The scan is performed automatically during make(). It adds edges to the graph based on #include directives found in source files.

After the scan, we will have new edges:

  • main.o depends on add.h and wrapper.h (via wrapper.h)
  • add.o depends on add.h

graph plot after scan


The edges that were added by the scan are labeled Scanned.


Scan completion

The scan() method returns a tuple (bool, Vec<PathBuf>):

  • First element: true if scan is complete (all included files found), false otherwise
  • Second element: List of discovered dependencies (header paths from #include directives)

When a scan is incomplete (missing files), the node is marked ScanIncomplete if there are other unbuilt nodes that could generate the missing files via expand().


Interaction with expand

When using expand() to generate code dynamically:

  1. A node scans its source files and finds includes that don’t exist yet
  2. The node is marked ScanIncomplete and waits
  3. Another node runs expand() and creates the missing files
  4. On the next iteration, the scan succeeds and the node can build

This ensures nodes always build with up-to-date generated headers.


Orphan file detection

If a scanned file exists in the sandbox but has no corresponding graph node, it was likely created by a previous expand() run.

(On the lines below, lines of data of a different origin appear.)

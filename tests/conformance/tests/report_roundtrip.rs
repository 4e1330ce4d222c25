//! Run reports must survive a trip through the filesystem and reparse
//! into the same values the driver returned.

use std::fs;

use pathwise_engine::digest::{StateDigest, DOMAIN_PATH_STATE};
use pathwise_engine::driver::{flood_costs, shortest_path};
use pathwise_engine::policy::SearchPolicy;
use pathwise_engine::report::{flood_report, run_report};
use pathwise_worlds::grid::Position;
use pathwise_worlds::hill::HillMap;

const HILL_EXAMPLE: &str = "\
Sabqponm
abcryxxl
accszExk
acctuvwj
abdefghi";

fn fingerprint(pos: &Position) -> StateDigest {
    let mut bytes = Vec::with_capacity(8);
    bytes.extend_from_slice(&pos.row.to_le_bytes());
    bytes.extend_from_slice(&pos.col.to_le_bytes());
    StateDigest::of(DOMAIN_PATH_STATE, &bytes)
}

#[test]
fn run_report_round_trips_through_a_file() {
    let map = HillMap::parse(HILL_EXAMPLE).unwrap();
    let run = shortest_path(&map, &[map.start()], &SearchPolicy::default()).unwrap();
    let solution = run.outcome.solution().unwrap();

    let report = run_report(&run, fingerprint);

    let dir = tempfile::tempdir().unwrap();
    let path = dir.path().join("run_report.json");
    fs::write(&path, serde_json::to_string_pretty(&report).unwrap()).unwrap();

    let reparsed: serde_json::Value =
        serde_json::from_str(&fs::read_to_string(&path).unwrap()).unwrap();

    assert_eq!(reparsed["outcome"], "goal_found");
    assert_eq!(reparsed["cost"], 31);
    assert_eq!(
        reparsed["path"].as_array().unwrap().len(),
        solution.path.len()
    );
    assert_eq!(
        reparsed["path"][0].as_str().unwrap(),
        fingerprint(&solution.path[0]).as_str()
    );
    assert_eq!(
        reparsed["stats"]["expansions"].as_u64().unwrap(),
        run.stats.expansions
    );
}

#[test]
fn flood_report_round_trips_through_a_file() {
    let map = HillMap::parse(HILL_EXAMPLE).unwrap();
    let flood = flood_costs(&map, &[map.start()], &SearchPolicy::default()).unwrap();

    let report = flood_report(&flood, |pos| format!("r{}c{}", pos.row, pos.col));

    let dir = tempfile::tempdir().unwrap();
    let path = dir.path().join("flood_report.json");
    fs::write(&path, serde_json::to_string(&report).unwrap()).unwrap();

    let reparsed: serde_json::Value =
        serde_json::from_str(&fs::read_to_string(&path).unwrap()).unwrap();

    assert_eq!(
        reparsed["reached"].as_u64().unwrap() as usize,
        flood.costs.len()
    );
    assert!(reparsed["truncated"].is_null());
    // Every cell of the 5×8 example map is reachable from the start.
    assert_eq!(flood.costs.len(), 40);
}
//! Content digests for state fingerprints.
//!
//! States can be arbitrarily large (resource vectors, path histories), so
//! reports and goldens identify them by a SHA-256 digest of a canonical
//! byte encoding rather than by value. Digests are domain-separated: the
//! same bytes hashed under two domains never collide across artifact kinds.

use sha2::{Digest, Sha256};

/// Domain prefix for solution-path state fingerprints.
pub const DOMAIN_PATH_STATE: &[u8] = b"PATHWISE::PATH_STATE\0";

/// A content digest in `"sha256:<hex>"` form.
#[derive(Debug, Clone, PartialEq, Eq, Hash, PartialOrd, Ord)]
pub struct StateDigest {
    full: String,
}

impl StateDigest {
    /// Digest `data` under `domain`.
    #[must_use]
    pub fn of(domain: &[u8], data: &[u8]) -> Self {
        let mut hasher = Sha256::new();
        hasher.update(domain);
        hasher.update(data);
        let digest = hasher.finalize();
        Self {
            full: format!("sha256:{}", hex::encode(digest)),
        }
    }

    /// The hex digest portion, without the algorithm prefix.
    #[must_use]
    pub fn hex_digest(&self) -> &str {
        &self.full["sha256:".len()..]
    }

    /// The full `"sha256:<hex>"` string.
    #[must_use]
    pub fn as_str(&self) -> &str {
        &self.full
    }
}

impl std::fmt::Display for StateDigest {
    fn fmt(&self, f: &mut std::fmt::Formatter<'_>) -> std::fmt::Result {
        f.write_str(&self.full)
    }
}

The build system waits for expand to run again in case the file needs updating.

This is critical for incremental builds where source changes should regenerate derived files.


Scan is done in the sandbox: it only adds edges between existing nodes, it does not add nodes.

The scan reads the source files and tries to find dependencies. So in our example, main.o depends on main.c, and therefore this file is scanned. But if add.h was forgotten in the graph, this dependency will be ignored.


The scan is used to determine, using file digests, if a successor node needs to be rebuilt. So if the scanner is not correct, the build will be fine, but the feature rebuild only what is necessary will not work correctly.